The prosecution is also asking for proper notice of any audio or video evidence, and that any such evidence from the defense be identified at least two weeks before the start of a jury trial. The state also requested adequate notice of any redactions or changes to this evidence. Ward also approved this motion. Bryant said the state is trying to avoid any delays in the trial and will work with Morrison on this matter.

Another motion filed by the defendant asked to suppress statements made by Bollinger to some emergency and law enforcement personnel the night of the fire that Morrison feels will be damaging to the case and could prejudice or influence a jury.

One of the individuals who testified at the preliminary hearing was Kansas Highway Patrol Master Trooper Brad Carpenter, who was questioned again by attorneys in the case on Thursday.

Carpenter explained how he received a call shortly after 10 p.m. the night of the fire from his residence about a house fire with a white female trapped inside. Carpenter said he went to the scene on Grand Road and talked to Bollinger at the scene, who was frantic and had obvious severe burns and was screaming, "My wife's inside."

Carpenter said he asked Bollinger what happened at the scene and Bollinger said he had been cutting firewood earlier in the day and "got some gas on him" and lit a cigarette, which Bollinger said is how the fire started.

After further questioning by Morrison, Carpenter said Bollinger was "in bad shape" physically, laying still in the yard of the home with his arms raised over his head. The skin on Bollinger's chest was melted away and the skin "was sliding off his arms," Carpenter said.

Morrison asked Carpenter if Bollinger screamed that he was hurting or in pain, to which Carpenter responded that "there was a lot of commotion" at the time and he didn't remember if Bollinger was screaming due to the pain. Carpenter said his contact with Bollinger lasted about 10 minutes. After speaking with Bollinger, he left the scene and made contact with a sheriff's deputy about the incident.

Morrison told Ward the issue "is that evidence has to be absolute crystal clear how much pain Brent was in" that night. Scott Perkins, a Mercy Hospital paramedic who worked the night of the fire and testified at the preliminary hearing, drove the first emergency vehicle to appear on the scene.

Morrison said Bollinger was "out of his head with pain" when he made comments that night and was given several doses of morphine by Perkins, who has said that Bollinger was screaming that he "wanted to die." Bollinger also told Perkins his wife was in the house and told him repeatedly he was responsible for the fire while in the ambulance, before being transported to the hospital and medical helicopter. The reliability of Bollinger's statements at the time are based on his client's state of mind at the time, Morrison said.

In response, Bryant said despite the fact that he was in pain, Bollinger was alert and conscious, speaking and coherent and this "is important for the court to consider."

Ward denied the motion to suppress Bollinger's statements, saying Bollinger was capable of understanding what was happening at the time, was conscious and alert throughout his contact with Perkins, that Bollinger's statements made to Carpenter were voluntary and the communication between Bollinger and Carpenter was conducted in a fair manner. Ward also said Bollinger wasn't confessing to a crime.
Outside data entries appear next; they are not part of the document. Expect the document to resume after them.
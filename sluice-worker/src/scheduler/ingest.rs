//! Ingestion
//!
//! Pulls queue messages and runs one pipeline per message in its own task.
//! A message is acknowledged only once its pipeline succeeded; failures and
//! malformed messages are rejected so the queue redelivers them. While a
//! pipeline runs its lease is extended periodically.

use anyhow::Result;
use sluice_client::{MessageQueue, QueueMessage};
use sluice_core::domain::request::PipelineRequest;
use std::sync::Arc;
use std::time::Duration;
use tokio::sync::{OwnedSemaphorePermit, Semaphore};
use tokio::task::{JoinHandle, JoinSet};
use tokio::time::{self, MissedTickBehavior};
use tokio_util::sync::CancellationToken;
use tracing::{debug, error, info, warn};

use crate::hub::{SessionOutput, SubscriberHub};
use crate::registry::ActiveSessions;
use crate::service::{FlowOutcome, PipelineFlow};

/// What happens to a message once it has been handled
#[derive(Debug, Clone, Copy, PartialEq, Eq)]
pub enum Disposition {
    Ack,
    Nack,
}

/// Queue consumer launching pipeline flows
pub struct Ingestor {
    queue: Arc<dyn MessageQueue>,
    flow: Arc<PipelineFlow>,
    hub: Arc<SubscriberHub>,
    sessions: Arc<ActiveSessions>,
    semaphore: Arc<Semaphore>,
    poll_interval: Duration,
    ack_extension: Duration,
    shutdown: CancellationToken,
}

impl Ingestor {
    /// Creates a new ingestor
    ///
    /// # Arguments
    /// * `max_parallel` - Pipelines allowed to run at once
    /// * `shutdown` - Process token; cancelling it stops pulling and cancels
    ///   every running pipeline
    #[allow(clippy::too_many_arguments)]
    pub fn new(
        queue: Arc<dyn MessageQueue>,
        flow: Arc<PipelineFlow>,
        hub: Arc<SubscriberHub>,
        sessions: Arc<ActiveSessions>,
        max_parallel: usize,
        poll_interval: Duration,
        ack_extension: Duration,
        shutdown: CancellationToken,
    ) -> Self {
        Self {
            queue,
            flow,
            hub,
            sessions,
            semaphore: Arc::new(Semaphore::new(max_parallel)),
            poll_interval,
            ack_extension,
            shutdown,
        }
    }

    /// Runs the pull loop until shutdown, then drains running pipelines
    pub async fn run(self: Arc<Self>) -> Result<()> {
        info!(
            "Starting ingestion (poll interval: {:?})",
            self.poll_interval
        );

        let mut tasks = JoinSet::new();
        let mut ticker = time::interval(self.poll_interval);
        ticker.set_missed_tick_behavior(MissedTickBehavior::Delay);

        loop {
            tokio::select! {
                _ = self.shutdown.cancelled() => break,
                _ = ticker.tick() => {}
            }

            while let Some(joined) = tasks.try_join_next() {
                if let Err(e) = joined {
                    warn!("Pipeline task panicked: {}", e);
                }
            }

            let available = self.semaphore.available_permits();
            if available == 0 {
                debug!("Max parallel pipelines reached, not pulling");
                continue;
            }

            match self.queue.pull(available as u32).await {
                Ok(messages) => {
                    if !messages.is_empty() {
                        info!("Pulled {} message(s)", messages.len());
                    }
                    for message in messages {
                        self.dispatch(&mut tasks, message).await;
                    }
                }
                Err(e) => {
                    error!("SUBSCRIPTION ERROR: {}", e);
                    self.hub.broadcast(format!("SUBSCRIPTION ERROR: {}", e));
                }
            }
        }

        info!("Ingestion stopped; draining {} pipeline task(s)", tasks.len());
        while let Some(joined) = tasks.join_next().await {
            if let Err(e) = joined {
                warn!("Pipeline task panicked: {}", e);
            }
        }
        Ok(())
    }

    async fn dispatch(self: &Arc<Self>, tasks: &mut JoinSet<()>, message: QueueMessage) {
        let Ok(permit) = Arc::clone(&self.semaphore).try_acquire_owned() else {
            // pulled more than fit; give it back right away
            self.settle(&message, Disposition::Nack).await;
            return;
        };

        let this = Arc::clone(self);
        tasks.spawn(async move {
            let _permit: OwnedSemaphorePermit = permit;
            let disposition = this.handle(&message).await;
            this.settle(&message, disposition).await;
        });
    }

    /// Handles one delivery and decides its disposition
    ///
    /// Malformed payloads are rejected before anything is stored or
    /// triggered. A redelivery of the request a session is already running
    /// is acknowledged without starting another pipeline; a different
    /// request for a busy session is rejected so it comes back once the
    /// running one is done.
    pub async fn handle(&self, message: &QueueMessage) -> Disposition {
        let request = match PipelineRequest::from_slice(&message.data) {
            Ok(request) => request,
            Err(e) => {
                warn!("Rejecting message {}: {}", message.message_id, e);
                return Disposition::Nack;
            }
        };
        let session = request.session_id().clone();

        let Some(guard) = self.sessions.begin(&session, &self.shutdown) else {
            if self.sessions.is_running(&request) {
                info!(
                    "Session {} is already running this request; acking duplicate message {}",
                    session, message.message_id
                );
                return Disposition::Ack;
            }
            info!(
                "Session {} is busy with another request; deferring message {}",
                session, message.message_id
            );
            return Disposition::Nack;
        };
        guard.record_request(&request);

        info!(
            "Received request for session {} (message {})",
            session, message.message_id
        );
        let output = SessionOutput::new(Arc::clone(&self.hub), session.clone());

        let lease_stop = CancellationToken::new();
        let lease = self.spawn_lease_extender(message.ack_id.clone(), lease_stop.clone());

        let outcome = self.flow.run(&request, &guard, &output).await;

        lease_stop.cancel();
        if let Err(e) = lease.await {
            warn!("Lease extender for session {} failed: {}", session, e);
        }

        match outcome {
            FlowOutcome::Succeeded => Disposition::Ack,
            FlowOutcome::Failed(_) | FlowOutcome::Cancelled => Disposition::Nack,
        }
    }

    async fn settle(&self, message: &QueueMessage, disposition: Disposition) {
        let result = match disposition {
            Disposition::Ack => self.queue.ack(&message.ack_id).await,
            Disposition::Nack => self.queue.nack(&message.ack_id).await,
        };
        match result {
            Ok(()) => debug!("Settled message {} ({:?})", message.message_id, disposition),
            Err(e) => error!(
                "Failed to settle message {} ({:?}): {}",
                message.message_id, disposition, e
            ),
        }
    }

    /// Keeps extending a delivery's lease at half its length
    fn spawn_lease_extender(&self, ack_id: String, stop: CancellationToken) -> JoinHandle<()> {
        let queue = Arc::clone(&self.queue);
        let seconds = self.ack_extension.as_secs().max(1) as u32;
        let period = (self.ack_extension / 2).max(Duration::from_millis(1));

        tokio::spawn(async move {
            let mut ticker = time::interval(period);
            ticker.set_missed_tick_behavior(MissedTickBehavior::Delay);
            // the first tick completes immediately
            ticker.tick().await;

            loop {
                tokio::select! {
                    _ = stop.cancelled() => break,
                    _ = ticker.tick() => {}
                }
                if let Err(e) = queue.extend_deadline(&ack_id, seconds).await {
                    warn!("Failed to extend lease of {}: {}", ack_id, e);
                }
            }
        })
    }
}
Ward said the defendant had previously waived his right to a speedy trial and asked Bollinger if he chose to waive that right once again, which he did. Morrison said he anticipated further hearings on pretrial motions.

Another hearing for the next series of pretrial motions was scheduled for 9 a.m. March 6. The deadline for all motions to be on file is on or before Feb. 15, 2013.

Bollinger was arraigned before Ward in September and pleaded not guilty to the alleged crimes. The house fire took place Oct. 13, 2011. Bollinger and his young son, Bryson, survived the blaze. Bollinger remains in the Southeast Kansas Regional Correctional Center on a $1 million cash surety bond.